周渔上前蹲下,把裴绩露在外面的肌肤摸了个遍。过于冷了,连脖颈处都是冷的,是失温?
“离火堆近点。”
周渔正要把人抱近点,直接被凌风推了一把一屁股坐到了地上,“我来!”
凌风照顾裴绩照顾得非常仔细,自己的外衣也脱下来盖在了他身上,双手摩挲着对方的双手,口中还不断地哈着气。
周渔静静地看了会儿。
“囡囡找着了吗?”她问向了旁边的钱老三。
待问完这句话,她才有了空暇好好端详下这间屋子。
高堂之上,匾额高悬,只是污浊斑斑,已看不清具体是什么字,成片的蜘蛛网和厚重的灰尘爬满了整个案台,案台上有座神像,她不清楚是哪家的,只是颜色应当是褪了去,灰扑扑的,香案上的炉子里香灰是满满的,还有零星的几根未烧尽的香或烛。
地方不过方寸大,一眼就可以看完。
钱老三没回她,而是自顾自地挪到了裴绩身边,默默把自己的衣裳也脱了下来。
这两人——是在怨她?
想到这层原因,语气未免心虚了些,“没追上?”
钱老三的手指向了她背面的墙角,那里有一口棺材。
柴火的光照亮了它的一角,其余地方都隐没在了黑暗中,依稀能看到是红色的,棺材板没有盖严实,以至于周渔这一眼扫过去,还看到了裸露着的棺材内部,是木头内里的颜色。

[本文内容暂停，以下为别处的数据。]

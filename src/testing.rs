//! In-memory `SessionApi` for unit tests. Responses are scripted up front and
//! every call is recorded so tests can assert that nothing hit the network.

use crate::api::{ApiError, Credentials, Registration, SessionApi};
use serde_json::{json, Value};
use std::collections::VecDeque;
use std::sync::{Arc, Mutex, MutexGuard};
use tokio::sync::Notify;

pub(crate) struct FakeApi {
    logins: Mutex<VecDeque<Result<Value, ApiError>>>,
    session: Result<bool, ApiError>,
    logout: Result<(), ApiError>,
    register: Result<Value, ApiError>,
    gate: Option<Arc<Notify>>,
    calls: Mutex<Vec<String>>,
}

fn lock<T>(mutex: &Mutex<T>) -> MutexGuard<'_, T> {
    mutex.lock().unwrap_or_else(std::sync::PoisonError::into_inner)
}

impl FakeApi {
    pub(crate) fn new() -> Self {
        Self {
            logins: Mutex::new(VecDeque::from([Ok(json!({"message": "ok"}))])),
            session: Ok(true),
            logout: Ok(()),
            register: Ok(Value::Null),
            gate: None,
            calls: Mutex::new(Vec::new()),
        }
    }

    /// Replaces every scripted login response with `result`.
    pub(crate) fn with_login(self, result: Result<Value, ApiError>) -> Self {
        *lock(&self.logins) = VecDeque::from([result]);
        self
    }

    /// Queues a response for the next login after the scripted ones.
    pub(crate) fn then_login(self, result: Result<Value, ApiError>) -> Self {
        lock(&self.logins).push_back(result);
        self
    }

    pub(crate) fn with_session(mut self, result: Result<bool, ApiError>) -> Self {
        self.session = result;
        self
    }

    pub(crate) fn with_logout(mut self, result: Result<(), ApiError>) -> Self {
        self.logout = result;
        self
    }

    pub(crate) fn with_register(mut self, result: Result<Value, ApiError>) -> Self {
        self.register = result;
        self
    }

    /// Makes `login` wait until the gate is notified.
    pub(crate) fn with_gate(mut self, gate: Arc<Notify>) -> Self {
        self.gate = Some(gate);
        self
    }

    pub(crate) fn calls(&self) -> Vec<String> {
        lock(&self.calls).clone()
    }

    fn record(&self, call: String) {
        lock(&self.calls).push(call);
    }

    fn next_login(&self) -> Result<Value, ApiError> {
        let mut logins = lock(&self.logins);
        if logins.len() > 1 {
            logins.pop_front().unwrap_or(Ok(Value::Null))
        } else {
            logins.front().cloned().unwrap_or(Ok(Value::Null))
        }
    }
}

impl SessionApi for FakeApi {
    async fn login(&self, credentials: &Credentials) -> Result<Value, ApiError> {
        self.record(format!("login:{}", credentials.email));
        if let Some(gate) = &self.gate {
            gate.notified().await;
        }
        self.next_login()
    }

    async fn check_session(&self) -> Result<bool, ApiError> {
        self.record("check_session".to_string());
        self.session.clone()
    }

    async fn logout(&self) -> Result<(), ApiError> {
        self.record("logout".to_string());
        self.logout.clone()
    }

    async fn register(&self, registration: &Registration) -> Result<Value, ApiError> {
        self.record(format!("register:{}", registration.email));
        self.register.clone()
    }
}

一股森然之感从脚底蔓延到心口,她问:“你指那里做什么?”眼睛望着那个角落一动不动。
“姑娘为什么不自己过去看看呢?”
过去,看看?
周渔的双脚仿佛钉在了地面,她此刻竟使不出力气,也抬不起脚,去迈这几步路的距离。
身后是篝火,眼前是隐入黑夜的棺椁。
有人牵起她往前走。
是裴绩。
“你醒了?”
“嗯。”
她扯着对方不愿往前走,裴绩松开了手,自顾自地走了过去。
身着红色大炮的人站在朱红色的棺材旁边,两只手推开了半开的棺材盖,手伸进了里面,不知道在捣鼓些什么。

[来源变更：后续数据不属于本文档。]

pub mod logging;

use crate::api::Role;
use clap::{
    builder::styling::{AnsiColor, Effects, Styles},
    builder::PossibleValuesParser,
    Arg, ArgAction, ColorChoice, Command,
};

pub const ARG_API_URL: &str = "api-url";

fn login_command() -> Command {
    Command::new("login")
        .about("Sign in and check the session against the home route")
        .arg(
            Arg::new("email")
                .short('e')
                .long("email")
                .help("Account email")
                .env("REFLASH_EMAIL"),
        )
        .arg(
            Arg::new("password")
                .short('p')
                .long("password")
                .help("Account password")
                .env("REFLASH_PASSWORD")
                .hide_env_values(true),
        )
        .arg(
            Arg::new("logout")
                .long("logout")
                .help("Log out again once the session has been verified")
                .action(ArgAction::SetTrue),
        )
}

fn register_command() -> Command {
    Command::new("register")
        .about("Create a new account")
        .arg(
            Arg::new("full-name")
                .short('n')
                .long("full-name")
                .help("Full name shown on the account"),
        )
        .arg(
            Arg::new("email")
                .short('e')
                .long("email")
                .help("Account email")
                .env("REFLASH_EMAIL"),
        )
        .arg(
            Arg::new("password")
                .short('p')
                .long("password")
                .help("Password, at least 6 characters")
                .env("REFLASH_PASSWORD")
                .hide_env_values(true),
        )
        .arg(
            Arg::new("confirm-password")
                .short('c')
                .long("confirm-password")
                .help("The same password again"),
        )
        .arg(
            Arg::new("role")
                .short('r')
                .long("role")
                .help("Account role")
                .value_parser(PossibleValuesParser::new([
                    Role::Teacher.as_str(),
                    Role::Student.as_str(),
                ])),
        )
        .arg(
            Arg::new("agree-terms")
                .long("agree-terms")
                .help("Agree to the terms and conditions")
                .action(ArgAction::SetTrue),
        )
}

#[must_use]
pub fn new() -> Command {
    let styles = Styles::styled()
        .header(AnsiColor::Yellow.on_default() | Effects::BOLD)
        .usage(AnsiColor::Green.on_default() | Effects::BOLD)
        .literal(AnsiColor::Blue.on_default() | Effects::BOLD)
        .placeholder(AnsiColor::Green.on_default());

    let long_version: &'static str = Box::leak(
        format!("{} - {}", env!("CARGO_PKG_VERSION"), crate::GIT_COMMIT_HASH).into_boxed_str(),
    );

    let command = Command::new("reflash")
        .about(env!("CARGO_PKG_DESCRIPTION"))
        .version(env!("CARGO_PKG_VERSION"))
        .long_version(long_version)
        .color(ColorChoice::Auto)
        .styles(styles)
        .subcommand_required(true)
        .arg_required_else_help(true)
        .arg(
            Arg::new(ARG_API_URL)
                .long("api-url")
                .help("API base URL, example: https://api.reflash.tld")
                .env("REFLASH_API_URL")
                .global(true),
        )
        .subcommand(login_command())
        .subcommand(register_command());

    logging::with_args(command)
}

片刻后,他说:“过来看吗?不看的话,我就把它给关严实了。”
严实?
宣告死亡通知?
她想起了一线天的惨状,当人群死去的时候,她的头顶不是阴沉的天空或低矮的屋脊,而是尸体堆成的高墙。
她站在了黑暗中。
低头望去,林婶子安详地躺在棺材的左半部分,脸上没有任何表情,不足满月的孩童尸体就被放在她身侧,狭小的棺材甚至都容不下一个孩童嬉闹的空间。
她没有落泪,而是开口问:“怎么死的?”
眼神就死死地盯住那两具尸体,若是仔细看过去,会发现里面已然没有任何生机。
开口的是钱老三,“囡囡是半夜给抱走的,夜里林婶子起身发现,就把我们给唤了起来,但我们实在没有头绪,就找了凌风一块去追,索性对方不会使船,我们紧赶慢赶,在快到七宝镇的时候赶上了······”
“继续说。”她亲手把棺材盖儿严严实实地盖在了棺身上,厚重木头摩擦的声音在暗夜里尤为刺耳。
“······对方恼了,就把囡囡丢河里了。”
“林婶子跳下去救······”
“也没回来。”
周渔已经回到了火堆旁,闪烁的灯光映照得她的脸一半亮一半暗,阴森的话语从她口中流淌出来,“你们几个人?”
“三个。”钱老三说。
“依我看,你们三跟死人也差不多。”
“你这么咄咄逼人做什么!”凌风呛道。
她没答话,就静静地看着火堆出神,直到裴绩搭上了她的脉。
“你现在气血翻涌,打个坐念念经吧。”裴绩说,“今后情绪起伏不宜过大,要实在气着了,找我,我给你下个药。”随后又补充,“睡觉的。”
“看在你是个病人的份上,不跟你计较。”凌风说。
她直接一记眼神瞥了过去,内里阵阵阴寒,仿佛在看死人。
裴绩这边安抚完周渔,另一边又给凌风和钱老三递眼神,索性两边现在都很听他的话,方寸空间顿时只剩下了柴火噼里啪啦的声响。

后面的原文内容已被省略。